I've never heard of that term "hybrid" mandolin. The comments suggest that you simply mean any mandolin that's not a Gibson A. is that correct? 

Mandolin players are not so prevalent at the old time camps I've attended. However, this year at Centralia I saw more mandolins than usual. Or maybe I was just paying more attention because both the quality of the instruments and the playing itself was so outstanding. Instruments included a Nugget A, a Red Diamond F, an old Gibson F4, the usual old Gibson A's, an Ellis F, a Gilchrist F and a magnificent Gibson mandocello from the teens. I had my trusty Altman two-point. 

One thing that caught me by surprise were the four people I interacted with playing newly made National reso mandolins. Those are very fine sounding instruments. Extremely LOUD! if you must, but oh so sweet sounding in the hands of a player who prefer to coax nuanced tone rather than bang out volume. 

The quality of the mandolin playing at the camp-outs run the  gamut. Probably half the folks seen lugging mandolins around don't consider it to be their primary instrument, because they hardly know any picking technique besides strumming open chords. It's easy to tell because anything more physical on our chosen instrument takes well-practiced muscle memory wed to fingers with thick callouses. I sense that this is the same group most often seen carrying a Gibson A.  

Other mandolin luggers express varying degrees of genuine mastery. Every day, I'll hear at least one skillful mandolin player blowing the lid off what one usually expects from old time mandolin playing. These folks don't sit still within the usual Southern Appalachian box with its counter-rhythmic wailing and arpeggiated fiddle backing. They can be heard leading entire groups of fiddlers and banjos, improvising wild licks over crooked tunes, playing the most tuneful but largely unknown rags for hours on end, and Django and Bill Monroe stuff. I have found that very few of the folks in this last group play Gibson "non-hybrid mandolins of any vintage.

----------


## Steve 2E

> I've never heard of that term "hybrid" mandolin. The comments suggest that you simply mean any mandolin that's not a Gibson A. is that correct?


Glad I’m not the only one unfamiliar with this term. Does it just mean a flat top? Big Muddy/Mid-Missouri’s have flat tops with round holes not oval, not sure where the neck meets the body, but are they considered hybrids? If someone could define the term it would be greatly appreciated. I might own a hybrid and not even know it!

----------


## Steve 2E

Hybrid

Mandolins that don't fit a particular model style or that combine elements not normally found in construction and/or visual interpretation of a mandolin are often referred to as a "hybrid".

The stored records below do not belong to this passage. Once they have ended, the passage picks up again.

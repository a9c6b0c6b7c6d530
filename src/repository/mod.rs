mod file;
#[cfg(test)]
mod memory;

pub use file::FileStore;
#[cfg(test)]
pub use memory::MemoryStore;

use async_trait::async_trait;

use std::io;

use crate::models::Note;

#[derive(Debug, thiserror::Error)]
pub enum StoreError {
    #[error("Could not read notes from storage.")]
    Read(#[source] io::Error),

    #[error("Stored notes are corrupted and could not be read.")]
    Corrupt(#[source] serde_json::Error),

    #[error("Could not save notes to storage.")]
    Write(#[source] io::Error),
}

/// Whole-collection persistence for notes.
///
/// `load` never returns partial data: either the full ordered sequence or an
/// error. `save` replaces the stored sequence as one unit.
#[async_trait]
pub trait NoteStore: Send + Sync {
    async fn load(&self) -> Result<Vec<Note>, StoreError>;

    async fn save(&self, notes: &[Note]) -> Result<(), StoreError>;
}

/// Parses a stored document. Blank content is an empty collection.
fn decode(contents: &str) -> Result<Vec<Note>, StoreError> {
    if contents.trim().is_empty() {
        return Ok(Vec::new());
    }

    serde_json::from_str(contents).map_err(StoreError::Corrupt)
}

fn encode(notes: &[Note]) -> Result<Vec<u8>, StoreError> {
    serde_json::to_vec_pretty(notes).map_err(|e| StoreError::Write(io::Error::other(e)))
}

#[cfg(test)]
mod tests {
    use super::*;

    #[test]
    fn blank_document_is_empty_collection() {
        assert!(decode("").unwrap().is_empty());
        assert!(decode("  \n\t").unwrap().is_empty());
        assert!(decode("[]").unwrap().is_empty());
    }

    #[test]
    fn non_sequence_document_is_corrupt() {
        for doc in ["{}", "{\"id\": \"a\"}", "not json", "42", "[{\"id\": \"a\"}]"] {
            assert!(
                matches!(decode(doc), Err(StoreError::Corrupt(_))),
                "expected corrupt for {doc:?}"
            );
        }
    }

    #[test]
    fn encoded_notes_decode_to_same_sequence() {
        let notes = vec![Note::new("first".into()), Note::new("second".into())];
        let bytes = encode(&notes).unwrap();
        let decoded = decode(std::str::from_utf8(&bytes).unwrap()).unwrap();
        assert_eq!(decoded, notes);
    }
}
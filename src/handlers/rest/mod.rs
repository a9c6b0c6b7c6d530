
use axum::{
    Json,
    body::Bytes,
    extract::{Path, State},
    http::{HeaderMap, StatusCode, header::CONTENT_TYPE},
    response::{IntoResponse, Redirect, Response},
};
use axum_macros::debug_handler;
use serde::Serialize;
use utoipa::OpenApi;

use std::sync::Arc;

use crate::{
    dto::{CreateNoteRequest, DeleteNoteResponse, ErrorResponse, HealthResponse},
    models::Note,
    service::{NoteError, NoteService},
};

const FORM_CONTENT_TYPE: &str = "application/x-www-form-urlencoded";
const NOTE_ADDED: &str = "Note added.";
const MALFORMED_BODY: &str = "Request body must be a JSON object with a \"text\" field.";

#[derive(OpenApi)]
#[openapi(
    paths(list_notes, create_note, delete_note, super::health),
    components(schemas(
        Note,
        CreateNoteRequest,
        DeleteNoteResponse,
        ErrorResponse,
        HealthResponse
    )),
    tags(
        (name = "notes", description = "Notes management API")
    )
)]
pub struct ApiDoc;

/// Which client sent the request, decided once from the declared content
/// type. Browser forms get redirects with a flash message, everything else
/// gets JSON.
#[derive(Debug, Clone, Copy, PartialEq, Eq)]
pub enum RequestKind {
    Form,
    Json,
}

impl RequestKind {
    pub fn from_headers(headers: &HeaderMap) -> Self {
        let is_form = headers
            .get(CONTENT_TYPE)
            .and_then(|value| value.to_str().ok())
            .and_then(|value| value.split(';').next())
            .is_some_and(|mime| mime.trim().eq_ignore_ascii_case(FORM_CONTENT_TYPE));

        if is_form { Self::Form } else { Self::Json }
    }

    /// Pulls the raw `text` field out of the body. `Ok(None)` means the field
    /// is absent or null.
    fn read_text(self, body: &[u8]) -> Result<Option<String>, Response> {
        match self {
            Self::Form => Ok(url::form_urlencoded::parse(body)
                .find(|(key, _)| key == "text")
                .map(|(_, value)| value.into_owned())),
            Self::Json => read_json_text(body).map_err(|e| {
                tracing::debug!("rejected malformed note body: {e}");
                let body = Json(ErrorResponse::new(MALFORMED_BODY));
                (StatusCode::BAD_REQUEST, body).into_response()
            }),
        }
    }

    /// Maps a service outcome to the response shape this client expects.
    fn respond<T: Serialize>(
        self,
        outcome: Result<T, NoteError>,
        status: StatusCode,
        flash: &str,
    ) -> Response {
        match (self, outcome) {
            (Self::Form, Ok(_)) => flash_redirect("success", flash),
            (Self::Form, Err(e)) => {
                log_failure(&e);
                flash_redirect("error", &e.to_string())
            }
            (Self::Json, Ok(value)) => (status, Json(value)).into_response(),
            (Self::Json, Err(e)) => e.into_response(),
        }
    }
}

/// An empty body carries no `text`. Anything else must be a JSON object;
/// arrays and scalars are rejected.
fn read_json_text(body: &[u8]) -> Result<Option<String>, serde_json::Error> {
    if body.trim_ascii().is_empty() {
        return Ok(None);
    }

    let value: serde_json::Value = serde_json::from_slice(body)?;
    if !value.is_object() {
        return Err(serde::de::Error::custom("expected a JSON object"));
    }

    serde_json::from_value::<CreateNoteRequest>(value).map(|request| request.text)
}

/// Redirects back to the index page with a one-shot flash message.
fn flash_redirect(kind: &str, message: &str) -> Response {
    let query = url::form_urlencoded::Serializer::new(String::new())
        .append_pair("type", kind)
        .append_pair("message", message)
        .finish();

    Redirect::to(&format!("/?{query}")).into_response()
}

fn log_failure(e: &NoteError) {
    match e {
        NoteError::Store(cause) => tracing::error!("note storage failure: {cause}"),
        NoteError::Validation(_) | NoteError::NotFound(_) => tracing::debug!("{e}"),
    }
}

impl IntoResponse for NoteError {
    fn into_response(self) -> Response {
        log_failure(&self);

        let status = match &self {
            Self::Validation(_) => StatusCode::UNPROCESSABLE_ENTITY,
            Self::Store(_) => StatusCode::INTERNAL_SERVER_ERROR,
            Self::NotFound(_) => StatusCode::NOT_FOUND,
        };

        (status, Json(ErrorResponse::new(self.to_string()))).into_response()
    }
}

#[utoipa::path(
    get,
    path = "/notes",
    responses(
        (status = 200, description = "List of all notes in creation order", body = Vec<Note>),
        (status = 500, description = "Notes could not be read", body = ErrorResponse)
    ),
    tag = "notes"
)]
#[debug_handler]
pub async fn list_notes(State(service): State<Arc<NoteService>>) -> Response {
    match service.list_notes().await {
        Ok(notes) => (StatusCode::OK, Json(notes)).into_response(),
        Err(e) => e.into_response(),
    }
}

#[utoipa::path(
    post,
    path = "/notes",
    request_body(
        content = CreateNoteRequest,
        description = "JSON object or url-encoded form with a `text` field"
    ),
    responses(
        (status = 201, description = "Note created successfully", body = Note),
        (status = 303, description = "Form submission handled, redirect to the index page"),
        (status = 400, description = "Body is not a JSON object", body = ErrorResponse),
        (status = 422, description = "Note text is missing, empty or too long", body = ErrorResponse),
        (status = 500, description = "Notes could not be read or saved", body = ErrorResponse)
    ),
    tag = "notes"
)]
#[debug_handler]
pub async fn create_note(
    State(service): State<Arc<NoteService>>,
    headers: HeaderMap,
    body: Bytes,
) -> Response {
    let kind = RequestKind::from_headers(&headers);

    let text = match kind.read_text(&body) {
        Ok(text) => text,
        Err(response) => return response,
    };

    kind.respond(
        service.create_note(text).await,
        StatusCode::CREATED,
        NOTE_ADDED,
    )
}

#[utoipa::path(
    delete,
    path = "/notes/{id}",
    params(
        ("id" = String, Path, description = "Note ID")
    ),
    responses(
        (status = 200, description = "Note deleted successfully", body = DeleteNoteResponse),
        (status = 404, description = "Note not found", body = ErrorResponse),
        (status = 500, description = "Notes could not be read or saved", body = ErrorResponse)
    ),
    tag = "notes"
)]
#[debug_handler]
pub async fn delete_note(
    State(service): State<Arc<NoteService>>,
    Path(id): Path<String>,
) -> Response {
    match service.delete_note(&id).await {
        Ok(deleted) => (StatusCode::OK, Json(DeleteNoteResponse { deleted })).into_response(),
        Err(e) => e.into_response(),
    }
}
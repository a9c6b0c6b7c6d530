use chrono::{DateTime, Utc};
use serde::{Deserialize, Serialize};
use utoipa::ToSchema;

#[derive(Debug, Clone, Serialize, Deserialize, ToSchema)]
pub struct CreateNoteRequest {
    /// Note text, 1 to 500 characters once trimmed
    pub text: Option<String>,
}

#[derive(Debug, Clone, Serialize, Deserialize, ToSchema)]
pub struct DeleteNoteResponse {
    /// ID of the removed note
    pub deleted: String,
}

#[derive(Debug, Clone, Serialize, Deserialize, ToSchema)]
pub struct ErrorResponse {
    /// Human readable error message
    pub error: String,
}

impl ErrorResponse {
    pub fn new(error: impl Into<String>) -> Self {
        Self {
            error: error.into(),
        }
    }
}

#[derive(Debug, Clone, Serialize, Deserialize, ToSchema)]
pub struct HealthResponse {
    pub status: String,
    pub timestamp: DateTime<Utc>,
}

/// Flash message carried to the index page through the redirect target.
#[derive(Debug, Clone, Default, Serialize, Deserialize)]
pub struct FlashQuery {
    /// `success` or `error`
    #[serde(rename = "type")]
    pub kind: Option<String>,
    pub message: Option<String>,
}

impl FlashQuery {
    /// Builds the flash pair from raw query pairs, keeping the first value of
    /// each key so repeated keys never reject the page.
    pub fn from_pairs(pairs: &[(String, String)]) -> Self {
        let first = |name: &str| {
            pairs
                .iter()
                .find(|(key, _)| key == name)
                .map(|(_, value)| value.clone())
        };

        Self {
            kind: first("type"),
            message: first("message"),
        }
    }
}

#[cfg(test)]
mod tests {
    use super::*;

    fn pairs(raw: &[(&str, &str)]) -> Vec<(String, String)> {
        raw.iter()
            .map(|(k, v)| ((*k).to_string(), (*v).to_string()))
            .collect()
    }

    #[test]
    fn flash_keeps_first_of_repeated_keys() {
        let query = FlashQuery::from_pairs(&pairs(&[
            ("type", "error"),
            ("message", "first"),
            ("type", "success"),
            ("message", "second"),
        ]));

        assert_eq!(query.kind.as_deref(), Some("error"));
        assert_eq!(query.message.as_deref(), Some("first"));
    }

    #[test]
    fn flash_ignores_unrelated_keys() {
        let query = FlashQuery::from_pairs(&pairs(&[("page", "2")]));

        assert!(query.kind.is_none());
        assert!(query.message.is_none());
    }
}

Builders are often attracted to the artistic need to break out of traditional models for mandolin design and there have been many efforts to make mandolins more broadly accessible by attracting other instrumentalists. Mandolins have been hybridized with all manner of other instruments and the results which range from interesting to unusual, and successful to questionable, are all part of what can give a hybrid appeal.

Some of these could be categorized as guitar-like (flat tops with strings fixed to an immovable bridge like Ovations or Crafters), Selmer guitar styled mandolins, solid-bodied or semi-hollow electric mandolins (those that need amplification for practical use like little electric guitars), banjo-mandolins, National-/Dobro-like resonators as examples.

----------


## Jim Garber

> hybrid instrument--that is, an oval hole with a neck joined at the 13th or 14th fret.  In other words, I've never seen a Collings MTO, a Weber or Northfields oval, an Ellis, etc.  Okay, I did once see a Morris at Clifftop.


Cary defines it above and I use that for the same type of mandolin: a modern oval hole with a neck set like a Loar F-5. These often also have x bracing or tonebar bracing like an F-5 vs. transverse bracing on classic oval hole Gibsons. 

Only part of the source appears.